卡巴胆碱对肠缺血-再灌注大鼠外周血白细胞凋亡及细胞因子表达的影响

Effects of carbachol on apoptosis of peripheral white blood cells and expression of cytokines in rats suffering from gut ischemia/reperfusion injury

目的 观察拟胆碱药卡巴胆碱对肠缺血再灌注大鼠外周血淋巴细胞和中性粒细胞凋亡及细胞因子 m RNA表达的影响 ,探讨拟胆碱药的抗炎作用机制。方法 36只大鼠随机分为手术对照组、肠缺血 1h组、肠缺血 1h后再灌注 1h和 2 h组、卡巴胆碱 +肠缺血 1h组及卡巴胆碱 +肠缺血 1h后再灌注 2 h组。复制大鼠肠缺血再灌注模型 ;肠缺血前 10 m in经肠袋给予卡巴胆碱。检测不同时间点大鼠外周血白细胞计数及分类、淋巴细胞和中性粒细胞凋亡率及白细胞中细胞因子 m RNA表达水平。结果 肠缺血 1h,大鼠外周血白细胞计数减少 ,淋巴细胞比例增加 ,中性粒细胞比例减少 ,再灌注后上述指标均呈反向变化 ;卡巴胆碱可抑制肠缺血引起的外周血淋巴细胞凋亡率的增加 ,但增加中性粒细胞的凋亡率。外周血白细胞中致炎细胞因子肿瘤坏死因子 α(TNFα)和抗炎细胞因子白细胞介素 10 (IL 10 )表达在肠缺血 1h时均增加 ,但再灌注后 2h,IL 10、IL 4和 γ干扰素 (IFNγ)表达则明显减少 ,与 TNFα表达明显增加的趋势相反 ;卡巴胆碱可改善这一变化。结论 卡巴胆碱能减少肠缺血时淋巴细胞的凋亡 ,调节肠缺血再灌注时外周血白细胞中致炎和抗炎细胞因子表达失衡 ,在防治失控炎症反应、脓毒症和多器官功能障碍综合征中具有潜在临床应用价值。

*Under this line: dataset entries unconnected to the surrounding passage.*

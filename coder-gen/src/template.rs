use std::panic::{self, AssertUnwindSafe};

use codergen_core::{Diff, diff_file, write_atomic};
use eyre::{Result, WrapErr, bail, eyre};

use crate::Task;

/// Renders tasks and syncs their output with the disk.
///
/// Each worker owns one template.
#[derive(Debug, Default)]
pub struct Template {
    rendered: usize,
}

impl Template {
    pub fn new() -> Self {
        Self::default()
    }

    /// Number of tasks rendered by this template.
    pub fn rendered(&self) -> usize {
        self.rendered
    }

    /// Render `task` and write it if the content changed.
    ///
    /// The diff is always computed against the task's output file. Nothing is
    /// written when the task has no destination. A task whose output was
    /// claimed by another module fails without rendering.
    pub fn generate(&mut self, task: &Task) -> Result<Diff> {
        if let Some(owner) = task.conflict() {
            bail!(
                "{} output {} for module '{}' is already generated for module '{}'",
                task.language(),
                task.output().display(),
                task.module().name(),
                owner
            );
        }
        let content = self.render(task)?;
        self.rendered += 1;

        let diff = diff_file(task.output(), &content)?;
        if diff.is_changed() {
            if let Some(destination) = task.destination() {
                write_atomic(destination, &content)?;
            }
        }
        Ok(diff)
    }

    fn render(&self, task: &Task) -> Result<String> {
        let module = task.module();
        let rendered = panic::catch_unwind(AssertUnwindSafe(|| {
            task.backend().render(module, task.options())
        }))
        .map_err(|payload| {
            eyre!(
                "{} back-end panicked: {}",
                task.language(),
                panic_message(&*payload)
            )
        })?;

        rendered.wrap_err_with(|| {
            format!(
                "failed to render {} coders for module '{}'",
                task.language(),
                module.name()
            )
        })
    }
}

fn panic_message(payload: &(dyn std::any::Any + Send)) -> String {
    if let Some(s) = payload.downcast_ref::<&str>() {
        s.to_string()
    } else if let Some(s) = payload.downcast_ref::<String>() {
        s.clone()
    } else {
        "unknown payload".to_string()
    }
}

Objective To evaluate the effect of cholinergic drug carbachol on apoptosis and expression of certain cytokines of peripheral blood lymphocytes and neutrophils in rats subjected to ischemia/reperfusion injury of the intestine. Methods Thirtysix Wistar male rats were randomly divided into groups as follows: sham operation, 1 and 2 hourgut ischemia, 1 hourgut ischemia followed by reperfusion for 1 hour and 2 hours , carbachol+1 hourgut ischemia , and carbachol+1 hourgut ischemia followed by reperfusion for 2 hours . Then the gut was subjected to ischemia/reperfusion. At different time points after the said injury, the total number and differential count of leukocytes, apoptosis rate of lymphocytes and neutrophils, and the mRNA expression levels of certain cytokines in peripheral blood leukocytes, were determined. Results At 1 hour after gut ischemia, the total number of leukocytes decreased (the ratio of lymphocytes increased and that of neutrophils decreased), but it increased after gut reperfusion. Carbachol could reduce the apoptosis rate of lymphocytes, but enhance that of neutrophils after gut ischemia. In leukocytes, mRNAs expression of inflammatory (TNFα) and antiinflammatory (IL10) cytokines were upregulated at 1 hour after gut ischemia , while that of IL10, IL4 and interferonγ were downregulated distinctly at 2 hours following reperfusion. All of these phenomena were ameliorated by giving carbachol. Conclusion Carbachol could reduce the peripheral lymphocytes apoptosis subsequent to gut ischemia, and regulate the balance between inflammatory and antiinflammatory cytokines expression in leukocytes during gut ischemia and reperfusion. The results suggest that carbachol might be a potential therapeutic agent in preventing uncontrolled inflammatory response as a result of ischemia/reperfusion injury of the intestine.